#### What the task asks:
What lines in the records include the string "level"? Return each one.

#### Source data:
=======
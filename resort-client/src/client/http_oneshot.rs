// resort-client/src/client/http_oneshot.rs
// Oneshot HTTP client - in-memory calls against a Router
//
// Requires the "in-process" feature

use std::sync::Arc;

use async_trait::async_trait;
use axum::Router;
use axum::body::Body;
use http::{Method, Request, header};
use serde::Serialize;
use serde::de::DeserializeOwned;
use tokio::sync::RwLock;
use tower::ServiceExt;

use super::http::{HttpClient, decode_body};
use crate::{ClientError, ClientResult};

/// Oneshot HTTP client (in-memory)
///
/// Drives an axum [`Router`] through `tower::ServiceExt::oneshot`, so a
/// backend (or a test double) running in the same process is reached with
/// no network. Paths are rooted at the router, e.g. `/rooms/3`.
///
/// ```ignore
/// let router = Router::new().route("/resorts", get(list_resorts));
/// let client = ResortClient::new(OneshotHttpClient::new(router));
/// let resorts = client.resorts().list().await?;
/// ```
#[derive(Debug, Clone)]
pub struct OneshotHttpClient {
    router: Router,
    token: Arc<RwLock<Option<String>>>,
}

impl OneshotHttpClient {
    /// `router` must already have its state applied
    pub fn new(router: Router) -> Self {
        Self {
            router,
            token: Arc::new(RwLock::new(None)),
        }
    }

    async fn build_request(
        &self,
        method: Method,
        path: &str,
        body: Option<Vec<u8>>,
    ) -> ClientResult<Request<Body>> {
        let uri = format!("/{}", path.trim_start_matches('/'));
        let mut builder = Request::builder().method(method).uri(uri);

        if let Some(token) = self.token.read().await.as_deref() {
            builder = builder.header(header::AUTHORIZATION, format!("Bearer {}", token));
        }

        let body = match body {
            Some(bytes) => {
                builder = builder.header(header::CONTENT_TYPE, "application/json");
                Body::from(bytes)
            }
            None => Body::empty(),
        };

        builder
            .body(body)
            .map_err(|e| ClientError::Internal(format!("Failed to build request: {}", e)))
    }

    async fn execute<T: DeserializeOwned>(&self, request: Request<Body>) -> ClientResult<T> {
        tracing::debug!(method = %request.method(), uri = %request.uri(), "Oneshot request");

        let response = self
            .router
            .clone()
            .oneshot(request)
            .await
            .map_err(|e| ClientError::Internal(format!("Oneshot call failed: {}", e)))?;

        let status = response.status();
        let body_bytes = axum::body::to_bytes(response.into_body(), usize::MAX)
            .await
            .map_err(|e| ClientError::Internal(format!("Failed to read body: {}", e)))?;

        if !status.is_success() {
            let text = String::from_utf8_lossy(&body_bytes).to_string();
            return Err(ClientError::from_status(status, text));
        }

        decode_body(&body_bytes)
    }

    async fn call<T: DeserializeOwned>(
        &self,
        method: Method,
        path: &str,
        body: Option<Vec<u8>>,
    ) -> ClientResult<T> {
        let request = self.build_request(method, path, body).await?;
        self.execute(request).await
    }
}

#[async_trait]
impl HttpClient for OneshotHttpClient {
    async fn get<T: DeserializeOwned>(&self, path: &str) -> ClientResult<T> {
        self.call(Method::GET, path, None).await
    }

    async fn post<T: DeserializeOwned, B: Serialize + Sync>(
        &self,
        path: &str,
        body: &B,
    ) -> ClientResult<T> {
        let bytes = serde_json::to_vec(body)?;
        self.call(Method::POST, path, Some(bytes)).await
    }

    async fn put<T: DeserializeOwned, B: Serialize + Sync>(
        &self,
        path: &str,
        body: &B,
    ) -> ClientResult<T> {
        let bytes = serde_json::to_vec(body)?;
        self.call(Method::PUT, path, Some(bytes)).await
    }

    async fn patch<T: DeserializeOwned, B: Serialize + Sync>(
        &self,
        path: &str,
        body: &B,
    ) -> ClientResult<T> {
        let bytes = serde_json::to_vec(body)?;
        self.call(Method::PATCH, path, Some(bytes)).await
    }

    async fn delete<T: DeserializeOwned>(&self, path: &str) -> ClientResult<T> {
        self.call(Method::DELETE, path, None).await
    }

    async fn set_token(&self, token: Option<String>) {
        *self.token.write().await = token;
    }

    async fn token(&self) -> Option<String> {
        self.token.read().await.clone()
    }
}
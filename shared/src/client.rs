//! Auth DTOs shared between the backend contract and the client

use serde::{Deserialize, Serialize};

use crate::models::User;

// Re-export ApiResponse from response module
pub use crate::response::ApiResponse;

/// Login request
#[derive(Debug, Clone, Serialize, Deserialize)]
pub struct LoginRequest {
    pub username: String,
    pub password: String,
}

/// Login response data
#[derive(Debug, Clone, Serialize, Deserialize)]
pub struct LoginResponse {
    pub token: String,
    #[serde(default)]
    pub user: Option<User>,
}
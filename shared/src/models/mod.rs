//! Data models
//!
//! Mirrors the backend's JSON resources. All IDs are `i64`.

pub mod check_in;
pub mod resort;
pub mod restaurant;
pub mod role;
pub mod room;
pub mod user;

// Re-exports
pub use check_in::*;
pub use resort::*;
pub use restaurant::*;
pub use role::*;
pub use room::*;
pub use user::*;
//! Error types

use super::codes::ErrorCode;
use serde::{Deserialize, Serialize};
use serde_json::Value;
use std::collections::HashMap;
use thiserror::Error;

/// Application error with structured error code and details
///
/// This is the primary error type for local (pre-network) failures:
/// - Standardized error codes via [`ErrorCode`]
/// - Human-readable messages
/// - Optional structured details (offending field, limits, ...)
#[derive(Debug, Clone, PartialEq, Error, Serialize, Deserialize)]
#[error("{message}")]
pub struct AppError {
    /// The error code identifying the type of error
    pub code: ErrorCode,
    /// Human-readable error message
    pub message: String,
    /// Optional additional details (field-level errors, context, etc.)
    #[serde(default, skip_serializing_if = "Option::is_none")]
    pub details: Option<HashMap<String, Value>>,
}

impl AppError {
    /// Create a new error with the default message for the error code
    pub fn new(code: ErrorCode) -> Self {
        Self {
            message: code.message().to_string(),
            code,
            details: None,
        }
    }

    /// Create a new error with a custom message
    pub fn with_message(code: ErrorCode, message: impl Into<String>) -> Self {
        Self {
            code,
            message: message.into(),
            details: None,
        }
    }

    /// Add a detail entry to this error
    pub fn with_detail(mut self, key: impl Into<String>, value: impl Into<Value>) -> Self {
        self.details
            .get_or_insert_with(HashMap::new)
            .insert(key.into(), value.into());
        self
    }

    /// Look up a detail entry
    pub fn detail(&self, key: &str) -> Option<&Value> {
        self.details.as_ref().and_then(|d| d.get(key))
    }

    // ==================== Convenience constructors ====================

    /// Create a validation error
    pub fn validation(msg: impl Into<String>) -> Self {
        Self::with_message(ErrorCode::ValidationFailed, msg)
    }

    /// Create a required-field error naming the field
    pub fn required(field: &'static str) -> Self {
        Self::with_message(ErrorCode::RequiredField, format!("{} is required", field))
            .with_detail("field", field)
    }

    /// Create an invalid token error
    pub fn invalid_token(msg: impl Into<String>) -> Self {
        Self::with_message(ErrorCode::TokenInvalid, msg)
    }

    /// Create a token expired error
    pub fn token_expired() -> Self {
        Self::new(ErrorCode::TokenExpired)
    }

    /// Create a configuration error
    pub fn config(msg: impl Into<String>) -> Self {
        Self::with_message(ErrorCode::ConfigError, msg)
    }
}

/// Type alias for Result with AppError
pub type AppResult<T> = Result<T, AppError>;
//! Logging setup
//!
//! Console output (pretty or JSON) plus an optional daily rolling file.

use std::fs;
use std::path::Path;

use tracing_appender::rolling::{RollingFileAppender, Rotation};
use tracing_subscriber::{EnvFilter, Layer, fmt, layer::SubscriberExt, util::SubscriberInitExt};

/// Initialize logging with optional file output
///
/// `RUST_LOG` takes precedence over `level` when set.
///
/// ```no_run
/// // Development: pretty console
/// resort_client::logger::init_logger_with_file("debug", false, None)?;
///
/// // Unattended kiosk: JSON console + rolling files
/// resort_client::logger::init_logger_with_file("info", true, Some("./logs"))?;
/// # Ok::<(), anyhow::Error>(())
/// ```
pub fn init_logger_with_file(
    level: &str,
    json_format: bool,
    log_dir: Option<&str>,
) -> anyhow::Result<()> {
    let env_filter = EnvFilter::try_from_default_env().unwrap_or_else(|_| EnvFilter::new(level));

    let console_layer = if json_format {
        fmt::layer()
            .json()
            .with_target(true)
            .with_current_span(true)
            .with_file(true)
            .with_line_number(true)
            .boxed()
    } else {
        fmt::layer()
            .with_target(true)
            .with_file(true)
            .with_line_number(true)
            .boxed()
    };

    let file_layer = match log_dir {
        Some(dir) => {
            let dir = Path::new(dir);
            fs::create_dir_all(dir)?;
            let appender = RollingFileAppender::new(Rotation::DAILY, dir, "resort-client");
            let layer = fmt::layer()
                .with_target(true)
                .with_ansi(false)
                .with_writer(std::sync::Mutex::new(appender));
            Some(if json_format { layer.json().boxed() } else { layer.boxed() })
        }
        None => None,
    };

    tracing_subscriber::registry()
        .with(env_filter)
        .with(console_layer)
        .with(file_layer)
        .try_init()?;

    Ok(())
}

/// Initialize console-only logging
pub fn init_logger(level: &str, json_format: bool) -> anyhow::Result<()> {
    init_logger_with_file(level, json_format, None)
}
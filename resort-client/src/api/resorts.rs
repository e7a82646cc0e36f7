use shared::models::{Resort, ResortCreate, ResortUpdate};
use shared::response::ApiResponse;

use super::{into_data, into_unit};
use crate::ClientResult;
use crate::client::HttpClient;

/// `/resorts`
pub struct ResortsApi<'a, C> {
    http: &'a C,
}

impl<'a, C: HttpClient> ResortsApi<'a, C> {
    pub(crate) fn new(http: &'a C) -> Self {
        Self { http }
    }

    pub async fn list(&self) -> ClientResult<Vec<Resort>> {
        let resp: ApiResponse<Vec<Resort>> = self.http.get("resorts").await?;
        into_data(resp, "resorts")
    }

    pub async fn get(&self, id: i64) -> ClientResult<Resort> {
        let resp: ApiResponse<Resort> = self.http.get(&format!("resorts/{}", id)).await?;
        into_data(resp, "resort")
    }

    pub async fn create(&self, data: &ResortCreate) -> ClientResult<Resort> {
        let resp: ApiResponse<Resort> = self.http.post("resorts", data).await?;
        into_data(resp, "resort")
    }

    pub async fn update(&self, id: i64, data: &ResortUpdate) -> ClientResult<Resort> {
        let resp: ApiResponse<Resort> = self.http.put(&format!("resorts/{}", id), data).await?;
        into_data(resp, "resort")
    }

    pub async fn delete(&self, id: i64) -> ClientResult<()> {
        let resp = self.http.delete(&format!("resorts/{}", id)).await?;
        into_unit(resp)
    }
}
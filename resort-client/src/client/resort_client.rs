// resort-client/src/client/resort_client.rs
// ResortClient - transport + session + gateways

use std::sync::Arc;

use chrono::Utc;
use shared::dining::MealSchedule;
use shared::models::Role;
use tokio::sync::RwLock;

use super::http::{HttpClient, NetworkHttpClient};
use crate::api::{
    AnalyticsApi, AuthApi, CheckInsApi, ResortsApi, RestaurantsApi, RoomsApi, UsersApi,
};
use crate::config::ClientConfig;
use crate::session::{Claims, SessionContext, SessionState};
use crate::ClientResult;

/// Resort backend client
///
/// Cheap to clone; clones share the transport and the session.
pub struct ResortClient<C> {
    http: Arc<C>,
    session: Arc<RwLock<SessionContext>>,
    schedule: MealSchedule,
}

impl<C> Clone for ResortClient<C> {
    fn clone(&self) -> Self {
        Self {
            http: Arc::clone(&self.http),
            session: Arc::clone(&self.session),
            schedule: self.schedule.clone(),
        }
    }
}

impl ResortClient<NetworkHttpClient> {
    /// Build a network client and restore the configured token, if any
    pub async fn from_config(config: &ClientConfig) -> ClientResult<Self> {
        let http = NetworkHttpClient::new(config)?;
        let client = Self::new(http).with_schedule(config.schedule.clone());
        client.restore_session(config.token.as_deref()).await;
        Ok(client)
    }
}

impl<C: HttpClient> ResortClient<C> {
    pub fn new(http: C) -> Self {
        Self {
            http: Arc::new(http),
            session: Arc::new(RwLock::new(SessionContext::new())),
            schedule: MealSchedule::default(),
        }
    }

    pub fn with_schedule(mut self, schedule: MealSchedule) -> Self {
        self.schedule = schedule;
        self
    }

    pub fn http(&self) -> &C {
        &self.http
    }

    pub fn schedule(&self) -> &MealSchedule {
        &self.schedule
    }

    // ========== Session ==========

    /// Snapshot of the current session
    pub async fn session(&self) -> SessionContext {
        self.session.read().await.clone()
    }

    /// Role of the signed-in user; an expired session is dropped first
    pub async fn role(&self) -> Option<Role> {
        let mut session = self.session.write().await;
        if session.expire_at(Utc::now()) {
            self.http.set_token(None).await;
        }
        if session.is_authenticated() {
            session.role()
        } else {
            None
        }
    }

    /// Log in and adopt the returned token
    pub async fn login(&self, username: &str, password: &str) -> ClientResult<Claims> {
        self.session.write().await.begin();

        let resp = match self.auth().login(username, password).await {
            Ok(resp) => resp,
            Err(e) => {
                self.session.write().await.sign_out();
                self.http.set_token(None).await;
                tracing::warn!(username = %username, error = %e, "Login failed");
                return Err(e);
            }
        };

        let established = self
            .session
            .write()
            .await
            .establish(&resp.token)
            .map(Claims::clone);
        let claims = match established {
            Ok(claims) => claims,
            Err(e) => {
                self.http.set_token(None).await;
                tracing::warn!(username = %username, error = %e, "Login returned unusable token");
                return Err(e.into());
            }
        };
        self.http.set_token(Some(resp.token)).await;
        tracing::info!(username = %claims.username, role = %claims.role, "Logged in");
        Ok(claims)
    }

    /// Restore a stored token (from config or a previous run)
    pub async fn restore_session(&self, token: Option<&str>) -> SessionState {
        let mut session = self.session.write().await;
        let state = session.restore(token);
        self.http
            .set_token(session.token().map(str::to_string))
            .await;
        state
    }

    pub async fn logout(&self) {
        self.session.write().await.sign_out();
        self.http.set_token(None).await;
        tracing::info!("Logged out");
    }

    // ========== Gateways ==========

    pub fn auth(&self) -> AuthApi<'_, C> {
        AuthApi::new(&self.http)
    }

    pub fn resorts(&self) -> ResortsApi<'_, C> {
        ResortsApi::new(&self.http)
    }

    pub fn rooms(&self) -> RoomsApi<'_, C> {
        RoomsApi::new(&self.http)
    }

    pub fn restaurants(&self) -> RestaurantsApi<'_, C> {
        RestaurantsApi::new(&self.http)
    }

    pub fn users(&self) -> UsersApi<'_, C> {
        UsersApi::new(&self.http)
    }

    pub fn check_ins(&self) -> CheckInsApi<'_, C> {
        CheckInsApi::new(&self.http)
    }

    pub fn analytics(&self) -> AnalyticsApi<'_, C> {
        AnalyticsApi::new(&self.http)
    }
}
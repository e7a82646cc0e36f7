//! Resort Model

use serde::{Deserialize, Serialize};

/// Resort entity (owns rooms and outlets)
#[derive(Debug, Clone, PartialEq, Serialize, Deserialize)]
pub struct Resort {
    pub id: i64,
    pub name: String,
    pub location: String,
    pub created_at: Option<String>,
    pub updated_at: Option<String>,
}

/// Create resort payload
#[derive(Debug, Clone, Serialize, Deserialize)]
pub struct ResortCreate {
    pub name: String,
    pub location: String,
}

/// Update resort payload
#[derive(Debug, Clone, Default, Serialize, Deserialize)]
pub struct ResortUpdate {
    #[serde(skip_serializing_if = "Option::is_none")]
    pub name: Option<String>,
    #[serde(skip_serializing_if = "Option::is_none")]
    pub location: Option<String>,
}
//! Meal period resolution
//!
//! A [`MealSchedule`] is an ordered table of daily service windows. Times are
//! compared at whole-second precision, inclusive on both ends; windows never
//! cross midnight.

use chrono::{Local, NaiveTime, Timelike};

use crate::error::{AppError, AppResult, ErrorCode};
use crate::models::MealType;

const TIME_FORMAT: &str = "%H:%M:%S";

/// One daily service window, `[start, end]` inclusive
#[derive(Debug, Clone, Copy, PartialEq, Eq)]
pub struct MealWindow {
    meal: MealType,
    start: NaiveTime,
    end: NaiveTime,
}

impl MealWindow {
    /// Build a window; `start` must not be after `end`
    pub fn new(meal: MealType, start: NaiveTime, end: NaiveTime) -> AppResult<Self> {
        let start = truncate_to_second(start);
        let end = truncate_to_second(end);
        if start > end {
            return Err(AppError::with_message(
                ErrorCode::InvalidMealWindow,
                format!(
                    "{} window starts at {} but ends at {}; windows cannot cross midnight",
                    meal, start, end
                ),
            )
            .with_detail("meal", meal.as_str()));
        }
        Ok(Self { meal, start, end })
    }

    /// Build a window from `HH:MM:SS` bounds
    pub fn parse(meal: MealType, start: &str, end: &str) -> AppResult<Self> {
        Self::new(meal, parse_time_of_day(start)?, parse_time_of_day(end)?)
    }

    /// Parse `HH:MM:SS-HH:MM:SS`
    pub fn parse_range(meal: MealType, range: &str) -> AppResult<Self> {
        let (start, end) = range.split_once('-').ok_or_else(|| {
            AppError::with_message(
                ErrorCode::InvalidMealWindow,
                format!("Expected HH:MM:SS-HH:MM:SS for {}, got '{}'", meal, range),
            )
        })?;
        Self::parse(meal, start.trim(), end.trim())
    }

    pub fn meal(&self) -> MealType {
        self.meal
    }

    pub fn start(&self) -> NaiveTime {
        self.start
    }

    pub fn end(&self) -> NaiveTime {
        self.end
    }

    pub fn contains(&self, time: NaiveTime) -> bool {
        let time = truncate_to_second(time);
        self.start <= time && time <= self.end
    }

    fn overlaps(&self, other: &MealWindow) -> bool {
        self.start <= other.end && other.start <= self.end
    }
}

/// Ordered table of meal windows
#[derive(Debug, Clone, PartialEq, Eq)]
pub struct MealSchedule {
    windows: Vec<MealWindow>,
}

impl Default for MealSchedule {
    /// Breakfast 07:00-10:00, lunch 12:00-15:00, dinner 18:00-22:00
    fn default() -> Self {
        Self {
            windows: vec![
                MealWindow {
                    meal: MealType::Breakfast,
                    start: hms(7, 0, 0),
                    end: hms(10, 0, 0),
                },
                MealWindow {
                    meal: MealType::Lunch,
                    start: hms(12, 0, 0),
                    end: hms(15, 0, 0),
                },
                MealWindow {
                    meal: MealType::Dinner,
                    start: hms(18, 0, 0),
                    end: hms(22, 0, 0),
                },
            ],
        }
    }
}

impl MealSchedule {
    /// Build a schedule from windows in resolution order.
    ///
    /// Overlapping windows are accepted; the first matching window in table
    /// order wins.
    pub fn new(windows: Vec<MealWindow>) -> Self {
        let schedule = Self { windows };
        for (a, b) in schedule.overlapping_pairs() {
            tracing::warn!(
                first = %a,
                second = %b,
                "Meal windows overlap; {} takes precedence",
                a
            );
        }
        schedule
    }

    pub fn windows(&self) -> &[MealWindow] {
        &self.windows
    }

    /// First window configured for `meal`
    pub fn window(&self, meal: MealType) -> Option<&MealWindow> {
        self.windows.iter().find(|w| w.meal == meal)
    }

    /// Replace (or append) the window for one meal, keeping table order
    pub fn with_window(mut self, window: MealWindow) -> Self {
        match self.windows.iter_mut().find(|w| w.meal == window.meal) {
            Some(slot) => *slot = window,
            None => self.windows.push(window),
        }
        Self::new(self.windows)
    }

    /// Meal pairs whose windows intersect, in table order
    pub fn overlapping_pairs(&self) -> Vec<(MealType, MealType)> {
        let mut pairs = Vec::new();
        for (i, a) in self.windows.iter().enumerate() {
            for b in &self.windows[i + 1..] {
                if a.overlaps(b) {
                    pairs.push((a.meal, b.meal));
                }
            }
        }
        pairs
    }

    /// Meal served at `time`, or `None` between services
    pub fn resolve_at(&self, time: NaiveTime) -> Option<MealType> {
        self.windows
            .iter()
            .find(|w| w.contains(time))
            .map(|w| w.meal)
    }

    /// Whether `time` falls inside `meal`'s window
    pub fn is_within_at(&self, meal: MealType, time: NaiveTime) -> bool {
        self.window(meal).is_some_and(|w| w.contains(time))
    }

    /// Meal served right now (local wall clock)
    pub fn resolve_current_meal_type(&self) -> Option<MealType> {
        self.resolve_at(Local::now().time())
    }

    /// Whether the local wall clock is inside `meal`'s window
    pub fn is_within_meal_period(&self, meal: MealType) -> bool {
        self.is_within_at(meal, Local::now().time())
    }

    /// The next window that starts strictly after `time`, same day
    pub fn next_window_after(&self, time: NaiveTime) -> Option<&MealWindow> {
        let time = truncate_to_second(time);
        self.windows
            .iter()
            .filter(|w| w.start > time)
            .min_by_key(|w| w.start)
    }
}

/// Parse a zero-padded `HH:MM:SS` time of day
pub fn parse_time_of_day(value: &str) -> AppResult<NaiveTime> {
    NaiveTime::parse_from_str(value.trim(), TIME_FORMAT).map_err(|e| {
        AppError::with_message(
            ErrorCode::InvalidMealWindow,
            format!("Invalid time of day '{}': {}", value, e),
        )
    })
}

fn truncate_to_second(time: NaiveTime) -> NaiveTime {
    time.with_nanosecond(0).unwrap_or(time)
}

fn hms(hour: u32, min: u32, sec: u32) -> NaiveTime {
    NaiveTime::from_hms_opt(hour, min, sec).unwrap_or(NaiveTime::MIN)
}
=======
#### Solution to this task:
    /// Optional additional details (field-level errors, context, etc.)
/// `RUST_LOG` takes precedence over `level` when set.
    level: &str,
    let env_filter = EnvFilter::try_from_default_env().unwrap_or_else(|_| EnvFilter::new(level));
pub fn init_logger(level: &str, json_format: bool) -> anyhow::Result<()> {
    init_logger_with_file(level, json_format, None)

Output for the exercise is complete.